◆ PROMPT: The answer must be every line from the listing that holds the string "AddAssign".

◆ INPUT RECORDS:
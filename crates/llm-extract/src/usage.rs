//! Token usage reported by providers.

use std::ops::AddAssign;

use serde::{Deserialize, Serialize};

/// Token counts for a single request/response pair.
#[derive(Debug, Clone, PartialEq, Eq, Default, Serialize, Deserialize)]
pub struct Usage {
    /// Tokens consumed by the prompt (messages + tool definitions).
    pub input_tokens: u64,
    /// Tokens produced by the model.
    pub output_tokens: u64,
    /// Tokens spent on hidden reasoning, when the provider reports them.
    pub reasoning_tokens: Option<u64>,
}

impl AddAssign<&Usage> for Usage {
    /// Field-wise saturating addition; an optional field stays `None`
    /// only when both sides are `None`.
    fn add_assign(&mut self, rhs: &Self) {
        self.input_tokens = self.input_tokens.saturating_add(rhs.input_tokens);
        self.output_tokens = self.output_tokens.saturating_add(rhs.output_tokens);
        self.reasoning_tokens = match (self.reasoning_tokens, rhs.reasoning_tokens) {
            (Some(a), Some(b)) => Some(a.saturating_add(b)),
            (a, b) => a.or(b),
        };
    }
}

◆ ANSWER TO THE PROBLEM:
use std::ops::AddAssign;
impl AddAssign<&Usage> for Usage {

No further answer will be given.